Lin J, Hu B R
Zhongguo Yao Li Xue Bao. 1989 May;10(3):193-7.
[3H]Flunitrazepam binding to benzodiazepine receptors solubilized by the detergent 3-[(3-cholamidopropyl)-dimethyl-ammonio]-l-propanesulfonate (CHAPS) was saturable and showed non-linear Scatchard plot with KD1 0.31 nmol/L and KD2 6.7 nmol/L. The affinities of soluble receptors to benzodiazepine were consistent with P2 membrane. One radioactive zone was found by SDS-PAGE after photoaffinity labelling of soluble membrane and the apparent molecular weight of 55,000 was reported. [3H]Flunitrazepam binding to soluble receptors was enhanced by GABA, NaCl or KCl and barbiturates, but inhibited by bicuculline and picrotoxinin. The enhancement of GABA on [3H]flunitrazepam binding was amplified by NaCl or KCl and antagonized by bicuculline and picrotoxinin. These results suggest that the benzodiazepine receptors solubilized by CHAPS have their pharmacological properties and are still associated with GABA receptors and chloride channel.

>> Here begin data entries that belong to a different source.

//! The top-level handle over one segmented document.

use std::cell::RefCell;
use std::fmt;
use std::rc::Rc;

use crate::access::{EngineParagraphSource, EngineSentenceSource};
use crate::engine::{BookHandle, SegmentEngine};
use crate::error::{Error, Result};
use crate::paragraph::Paragraph;
use crate::sentence::Sentence;
use crate::types::{BookInfo, ParagraphId, StringSize};

/// A fully segmented text document.
///
/// `Book` owns the engine token exclusively and releases it exactly once:
/// either through [`Book::dispose`], or when the book and every paragraph
/// materialized from it have been dropped. After an explicit `dispose`,
/// every engine-delegated call — including text fetches through previously
/// materialized paragraphs and sentences — fails with
/// [`Error::UninitializedBook`].
///
/// Caches are unsynchronized; the type is single-threaded by design.
pub struct Book {
    handle: Rc<BookHandle>,
    info: BookInfo,
    /// Arena keyed by paragraph index.
    cache: RefCell<Vec<Option<Rc<Paragraph>>>>,
}

impl Book {
    /// Segments `buffer` (assumed UTF-8, not validated at this layer) with
    /// `engine`.
    ///
    /// Fails with [`Error::BookEmpty`] when the engine reports zero
    /// paragraphs; the token created for the attempt is still disposed
    /// exactly once.
    pub fn from_bytes(engine: Rc<dyn SegmentEngine>, buffer: &[u8]) -> Result<Self> {
        let raw = engine.create(buffer).ok_or(Error::UninitializedBook)?;
        let handle = Rc::new(BookHandle::new(engine, raw));
        let info = handle.engine().book_info(handle.raw()?);
        if info.paragraphs == 0 {
            // Dropping `handle` here is what disposes the token.
            return Err(Error::BookEmpty);
        }
        Ok(Self {
            cache: RefCell::new(vec![None; info.paragraphs as usize]),
            handle,
            info,
        })
    }

    /// Convenience over [`Book::from_bytes`] for string input.
    pub fn from_utf8(engine: Rc<dyn SegmentEngine>, text: &str) -> Result<Self> {
        Self::from_bytes(engine, text.as_bytes())
    }

    /// Number of paragraphs in the book. Greater than zero for every
    /// successfully constructed book.
    pub fn paragraph_count(&self) -> u32 {
        self.info.paragraphs
    }

    /// Number of sentence slots in the book, zero-size slots included.
    pub fn sentence_count(&self) -> u32 {
        self.info.sentences
    }

    /// Size of the whole book in bytes and symbols.
    pub fn size(&self) -> StringSize {
        self.info.size
    }

    /// Releases the engine token. Exactly one `dispose` reaches the engine;
    /// further calls are no-ops.
    pub fn dispose(&self) {
        self.handle.release();
    }

    /// Lazy, restartable sequence of the book's paragraphs in index order.
    ///
    /// Paragraphs materialize on first touch and are cached for the book's
    /// lifetime, so repeated passes yield the same instances without going
    /// back to the engine.
    pub fn paragraphs(&self) -> Paragraphs<'_> {
        Paragraphs {
            book: self,
            index: 0,
        }
    }

    /// Every sentence of the book, in paragraph order and each paragraph's
    /// own sentence order. Flattens [`Book::paragraphs`], so the same caches
    /// and the same zero-size filtering apply.
    pub fn sentences(&self) -> BookSentences<'_> {
        BookSentences {
            book: self,
            index: 0,
            current: None,
        }
    }

    /// Materializes the paragraph at `index`, hitting the cache first.
    ///
    /// A snapshot whose index disagrees with the requested one is an engine
    /// consistency bug and fails with [`Error::ParagraphIntegrity`].
    pub(crate) fn paragraph_at(&self, index: ParagraphId) -> Result<Rc<Paragraph>> {
        if let Some(cached) = &self.cache.borrow()[index as usize] {
            return Ok(Rc::clone(cached));
        }
        let raw = self.handle.raw()?;
        let info = self.handle.engine().paragraph_info(raw, index);
        if info.index != index {
            return Err(Error::ParagraphIntegrity {
                requested: index,
                reported: info.index,
            });
        }
        let source = EngineParagraphSource::new(Rc::clone(&self.handle), index);
        let sentences = EngineSentenceSource::new(Rc::clone(&self.handle));
        let paragraph = Rc::new(Paragraph::new(
            Some(Box::new(source)),
            Some(Rc::new(sentences)),
        )?);
        self.cache.borrow_mut()[index as usize] = Some(Rc::clone(&paragraph));
        Ok(paragraph)
    }
}

impl fmt::Debug for Book {
    fn fmt(&self, f: &mut fmt::Formatter<'_>) -> fmt::Result {
        f.debug_struct("Book")
            .field("info", &self.info)
            .field("disposed", &self.handle.raw().is_err())
            .finish_non_exhaustive()
    }
}

/// Iterator over a book's paragraphs. See [`Book::paragraphs`].
pub struct Paragraphs<'a> {
    book: &'a Book,
    index: ParagraphId,
}

impl Iterator for Paragraphs<'_> {
    type Item = Result<Rc<Paragraph>>;

    fn next(&mut self) -> Option<Self::Item> {
        if self.index >= self.book.paragraph_count() {
            return None;
        }
        let index = self.index;
        self.index += 1;
        Some(self.book.paragraph_at(index))
    }
}

/// Flattened iterator over every sentence of a book. See
/// [`Book::sentences`].
pub struct BookSentences<'a> {
    book: &'a Book,
    index: ParagraphId,
    /// Paragraph currently being drained, with the next local slot offset.
    current: Option<(Rc<Paragraph>, u32)>,
}

impl Iterator for BookSentences<'_> {
    type Item = Result<Rc<Sentence>>;

    fn next(&mut self) -> Option<Self::Item> {
        loop {
            if let Some((paragraph, mut offset)) = self.current.take() {
                while offset < paragraph.sentence_count() {
                    let slot = offset;
                    offset += 1;
                    match paragraph.sentence_at(slot) {
                        Ok(Some(sentence)) => {
                            self.current = Some((paragraph, offset));
                            return Some(Ok(sentence));
                        }
                        Ok(None) => continue,
                        Err(err) => {
                            self.current = Some((paragraph, offset));
                            return Some(Err(err));
                        }
                    }
                }
                // Paragraph exhausted; move on to the next one.
            }
            if self.index >= self.book.paragraph_count() {
                return None;
            }
            let index = self.index;
            self.index += 1;
            match self.book.paragraph_at(index) {
                Ok(paragraph) => self.current = Some((paragraph, 0)),
                Err(err) => return Some(Err(err)),
            }
        }
    }
}
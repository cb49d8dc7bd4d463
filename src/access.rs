//! Deferred accessor capabilities binding entities to the engine.
//!
//! Paragraphs and sentences never talk to the engine directly; they hold a
//! source implementing `{fetch_info, fetch_text}` for their entity kind,
//! bound to the owning book's handle. Tests substitute canned sources.

use std::rc::Rc;

use crate::engine::BookHandle;
use crate::error::Result;
use crate::types::{ParagraphId, ParagraphInfo, SentenceId, SentenceInfo};

/// Deferred info/text access for one paragraph.
pub(crate) trait ParagraphSource {
    fn fetch_info(&self) -> Result<ParagraphInfo>;
    fn fetch_text(&self) -> Result<String>;
}

/// Deferred info/text access for sentences, addressed by global index.
pub(crate) trait SentenceSource {
    fn fetch_info(&self, index: SentenceId) -> Result<SentenceInfo>;
    fn fetch_text(&self, index: SentenceId) -> Result<String>;
}

/// Engine-backed [`ParagraphSource`] bound to `(handle, index)`.
pub(crate) struct EngineParagraphSource {
    handle: Rc<BookHandle>,
    index: ParagraphId,
}

impl EngineParagraphSource {
    pub(crate) fn new(handle: Rc<BookHandle>, index: ParagraphId) -> Self {
        Self { handle, index }
    }
}

impl ParagraphSource for EngineParagraphSource {
    fn fetch_info(&self) -> Result<ParagraphInfo> {
        let raw = self.handle.raw()?;
        Ok(self.handle.engine().paragraph_info(raw, self.index))
    }

    fn fetch_text(&self) -> Result<String> {
        let raw = self.handle.raw()?;
        let bytes = self.handle.engine().paragraph_text(raw, self.index);
        Ok(String::from_utf8(bytes)?)
    }
}

/// Engine-backed [`SentenceSource`] bound to the book handle.
pub(crate) struct EngineSentenceSource {
    handle: Rc<BookHandle>,
}

impl EngineSentenceSource {
    pub(crate) fn new(handle: Rc<BookHandle>) -> Self {
        Self { handle }
    }
}

impl SentenceSource for EngineSentenceSource {
    fn fetch_info(&self, index: SentenceId) -> Result<SentenceInfo> {
        let raw = self.handle.raw()?;
        Ok(self.handle.engine().sentence_info(raw, index))
    }

    fn fetch_text(&self, index: SentenceId) -> Result<String> {
        let raw = self.handle.raw()?;
        let bytes = self.handle.engine().sentence_text(raw, index);
        Ok(String::from_utf8(bytes)?)
    }
}
use thiserror::Error;

pub type Result<T> = core::result::Result<T, Error>;

#[derive(Debug, Error)]
pub enum Error {
    #[error("Missing environment variable: {0}")]
    ConfigMissingVar(&'static str),

    #[error("Couldn't set up a browser session: {0}")]
    Session(String),

    #[error("Navigation failed: {0}")]
    Navigation(String),

    #[error("Timed out after {timeout_ms} ms waiting for `{selector}` to render.")]
    ReadyTimeout { selector: String, timeout_ms: u64 },

    #[error("The selector you are trying to scrape for is invalid. Selector: {0}")]
    ParseInvalidSelector(String),

    #[error("Io Error: {0}")]
    Io(#[from] std::io::Error),

    #[error("Json Error: {0}")]
    Json(#[from] serde_json::Error),

    #[error("Database Error: {0}")]
    Db(#[from] sqlx::Error),

    #[error("Tokio Join Error, couldn't await a task! {0}")]
    RuntimeJoin(#[from] tokio::task::JoinError),

    #[error("Browser protocol error: {0}")]
    Cdp(#[from] chromiumoxide::error::CdpError),
}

[3H]氟硝西泮与经去污剂3-[(3-胆酰胺丙基)-二甲基铵]-1-丙烷磺酸盐(CHAPS)增溶的苯二氮䓬受体的结合具有饱和性,且呈现非线性Scatchard图,解离常数KD1为0.31 nmol/L,KD2为6.7 nmol/L。可溶性受体对苯二氮䓬的亲和力与P2膜一致。对可溶性膜进行光亲和标记后,通过SDS-PAGE发现一个放射性条带,报道其表观分子量为55,000。[3H]氟硝西泮与可溶性受体的结合可被γ-氨基丁酸(GABA)、氯化钠(NaCl)或氯化钾(KCl)以及巴比妥类药物增强,但被荷包牡丹碱和印防己毒素抑制。NaCl或KCl可增强GABA对[3H]氟硝西泮结合的增强作用,而荷包牡丹碱和印防己毒素可拮抗该作用。这些结果表明,经CHAPS增溶的苯二氮䓬受体具有其药理学特性,并且仍与GABA受体和氯离子通道相关联。